- French: Jusqu'au cou
- Directed by: Denis Héroux
- Written by: Denis Héroux Denys Arcand Gilles Groulx Pierre Lemelin Jean Rivard
- Starring: Raymond Levasseur Édith de Villers Guy Dufresne
- Cinematography: Michel Brault Jean-Claude Labrecque
- Edited by: Pierre Lemelin
- Music by: Stéphane Venne
- Production company: Association des étudiants de l'Université de Montréal
- Release date: December 11, 1964;
- Running time: 88 minutes
- Country: Canada
- Language: French

= Over My Head (film) =

1964 Canadian film

Over My Head (Jusqu'au cou, lit. "Up to the Neck") is a Canadian drama film, directed by Denis Héroux and released in 1964. The film stars Raymond Levasseur as Raymond Cardinal, a university student who begins a relationship with fellow student Édith (Édith de Villers), only to set off a chain of complications when he discovers that she is also having an affair with his father François (Guy Dufresne), a professor at the same institution.

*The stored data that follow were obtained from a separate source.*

//! Pipeline behavior through the orchestrator

use crate::common::{MockBehavior, MockService, deployment, gateway};
use async_trait::async_trait;
use modelmux::Result;
use modelmux::config::GatewayConfig;
use modelmux::core::orchestrator::GatewayReply;
use modelmux::core::pipeline::{
    Plugin, PluginContext, PreHookResult, RequestOutcome, ShortCircuit,
};
use modelmux::core::providers::{UnifiedRequest, UnifiedResponse};
use modelmux::core::types::{ChatRequest, ChatResponse, RequestContext};
use parking_lot::Mutex;
use std::sync::Arc;

/// Traces hook execution order; optionally short-circuits
struct TracingPlugin {
    name: String,
    priority: i32,
    trace: Arc<Mutex<Vec<String>>>,
    short_circuit_with: Option<String>,
}

#[async_trait]
impl Plugin for TracingPlugin {
    fn name(&self) -> &str {
        &self.name
    }

    fn priority(&self) -> i32 {
        self.priority
    }

    async fn pre_hook(
        &self,
        _ctx: &PluginContext,
        request: UnifiedRequest,
    ) -> Result<PreHookResult> {
        self.trace.lock().push(format!("pre:{}", self.name));
        if let Some(content) = &self.short_circuit_with {
            return Ok(PreHookResult {
                request,
                short_circuit: Some(ShortCircuit::with_response(UnifiedResponse::Chat(
                    ChatResponse::text("cached-id", "gpt-4", content.clone()),
                ))),
            });
        }
        Ok(PreHookResult::pass(request))
    }

    async fn post_hook(
        &self,
        _ctx: &PluginContext,
        outcome: RequestOutcome,
    ) -> Result<RequestOutcome> {
        self.trace.lock().push(format!("post:{}", self.name));
        Ok(outcome)
    }
}

fn plugin(
    name: &str,
    priority: i32,
    trace: &Arc<Mutex<Vec<String>>>,
    short_circuit_with: Option<&str>,
) -> Arc<dyn Plugin> {
    Arc::new(TracingPlugin {
        name: name.to_string(),
        priority,
        trace: trace.clone(),
        short_circuit_with: short_circuit_with.map(str::to_string),
    })
}

#[tokio::test]
async fn test_short_circuit_skips_provider_and_mirrors_lifo() {
    let service = MockService::new(MockBehavior::Reply("from provider".into()));
    let (orchestrator, _registry, _stats, _capture) = gateway(
        GatewayConfig::default(),
        vec![deployment("d1", "gpt-4", service.clone())],
    );

    let trace = Arc::new(Mutex::new(Vec::new()));
    let pipeline = orchestrator.pipeline();
    pipeline.register(plugin("p10", 10, &trace, None)).unwrap();
    pipeline
        .register(plugin("p20", 20, &trace, Some("cached response")))
        .unwrap();
    pipeline.register(plugin("p30", 30, &trace, None)).unwrap();

    let ctx = RequestContext::new(None);
    let reply = orchestrator
        .chat(&ctx, ChatRequest::new("gpt-4").add_user_message("hi"))
        .await
        .unwrap();

    // The short-circuit response comes back to the caller
    match reply {
        GatewayReply::Completion(response) => {
            assert_eq!(response.first_content(), Some("cached response"));
        }
        other => panic!("expected completion, got {other:?}"),
    }
    // The provider was never invoked
    assert_eq!(service.call_count(), 0);
    // Pre(10), Pre(20) short-circuits; Post(20), Post(10); p30 untouched
    assert_eq!(
        *trace.lock(),
        vec!["pre:p10", "pre:p20", "post:p20", "post:p10"]
    );
}

#[tokio::test]
async fn test_pre_and_post_are_exact_mirrors_on_full_run() {
    let service = MockService::new(MockBehavior::Reply("answer".into()));
    let (orchestrator, _registry, _stats, _capture) = gateway(
        GatewayConfig::default(),
        vec![deployment("d1", "gpt-4", service)],
    );

    let trace = Arc::new(Mutex::new(Vec::new()));
    let pipeline = orchestrator.pipeline();
    pipeline.register(plugin("p30", 30, &trace, None)).unwrap();
    pipeline.register(plugin("p10", 10, &trace, None)).unwrap();
    pipeline.register(plugin("p20", 20, &trace, None)).unwrap();

    let ctx = RequestContext::new(None);
    orchestrator
        .chat(&ctx, ChatRequest::new("gpt-4").add_user_message("hi"))
        .await
        .unwrap();

    let recorded = trace.lock().clone();
    let pre: Vec<&String> = recorded.iter().filter(|e| e.starts_with("pre:")).collect();
    let post: Vec<&String> = recorded.iter().filter(|e| e.starts_with("post:")).collect();
    assert_eq!(pre.len(), post.len());
    // Post is the reverse of Pre
    for (pre_entry, post_entry) in pre.iter().zip(post.iter().rev()) {
        assert_eq!(pre_entry["pre:".len()..], post_entry["post:".len()..]);
    }
    assert_eq!(pre, vec!["pre:p10", "pre:p20", "pre:p30"]);
}

#[tokio::test]
async fn test_post_hook_recovery_turns_failure_into_success() {
    struct RescuePlugin;

    #[async_trait]
    impl Plugin for RescuePlugin {
        fn name(&self) -> &str {
            "rescue"
        }
        fn priority(&self) -> i32 {
            10
        }
        async fn post_hook(
            &self,
            _ctx: &PluginContext,
            outcome: RequestOutcome,
        ) -> Result<RequestOutcome> {
            if outcome.error.is_some() {
                return Ok(RequestOutcome::ok(UnifiedResponse::Chat(
                    ChatResponse::text("rescued", "gpt-4", "degraded but alive"),
                )));
            }
            Ok(outcome)
        }
    }

    let service = MockService::new(MockBehavior::FailStatus(503));
    let mut config = GatewayConfig::default();
    config.router.retry_count = 0;
    let (orchestrator, _registry, _stats, _capture) =
        gateway(config, vec![deployment("d1", "gpt-4", service)]);
    orchestrator.pipeline().register(Arc::new(RescuePlugin)).unwrap();

    let ctx = RequestContext::new(None);
    let reply = orchestrator
        .chat(&ctx, ChatRequest::new("gpt-4").add_user_message("hi"))
        .await
        .unwrap();
    match reply {
        GatewayReply::Completion(response) => {
            assert_eq!(response.first_content(), Some("degraded but alive"));
        }
        other => panic!("expected completion, got {other:?}"),
    }
}

#[tokio::test]
async fn test_cache_plugin_end_to_end() {
    let service = MockService::new(MockBehavior::Reply("fresh answer".into()));
    let (orchestrator, _registry, _stats, capture) = gateway(
        GatewayConfig::default(),
        vec![deployment("d1", "gpt-4", service.clone())],
    );
    orchestrator
        .pipeline()
        .register(Arc::new(modelmux::core::pipeline::CachePlugin::new(
            modelmux::config::CacheSettings::default(),
        )))
        .unwrap();

    let ctx = RequestContext::new(None);
    let request = ChatRequest::new("gpt-4").add_user_message("what is up");

    orchestrator.chat(&ctx, request.clone()).await.unwrap();
    assert_eq!(service.call_count(), 1);
    assert!(!capture.latest().cache_hit);

    // Identical request: served from cache, provider untouched
    let reply = orchestrator.chat(&ctx, request.clone()).await.unwrap();
    assert_eq!(service.call_count(), 1);
    match reply {
        GatewayReply::Completion(response) => {
            assert_eq!(response.first_content(), Some("fresh answer"));
        }
        other => panic!("expected completion, got {other:?}"),
    }
    let payload = capture.latest();
    assert!(payload.cache_hit);
    assert!(payload.cache_key.is_some());
}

It was made as a student film while Héroux was in film studies at the Université de Montréal, and never received widespread commercial distribution beyond screenings at the university; however, the film was later noted for having documentary value, as its scenes include brief appearances by Pierre Bourgault, André D'Allemagne, Pierre Trudeau and Gérard Pelletier as themselves conducting political debates on Quebec separatism at the university, and a performance by Bernard Landry in a small role as a Front de libération du Québec terrorist. In 2010, it was included in a retrospective screening series at the Cinémathèque québécoise devoted to films of the Quiet Revolution.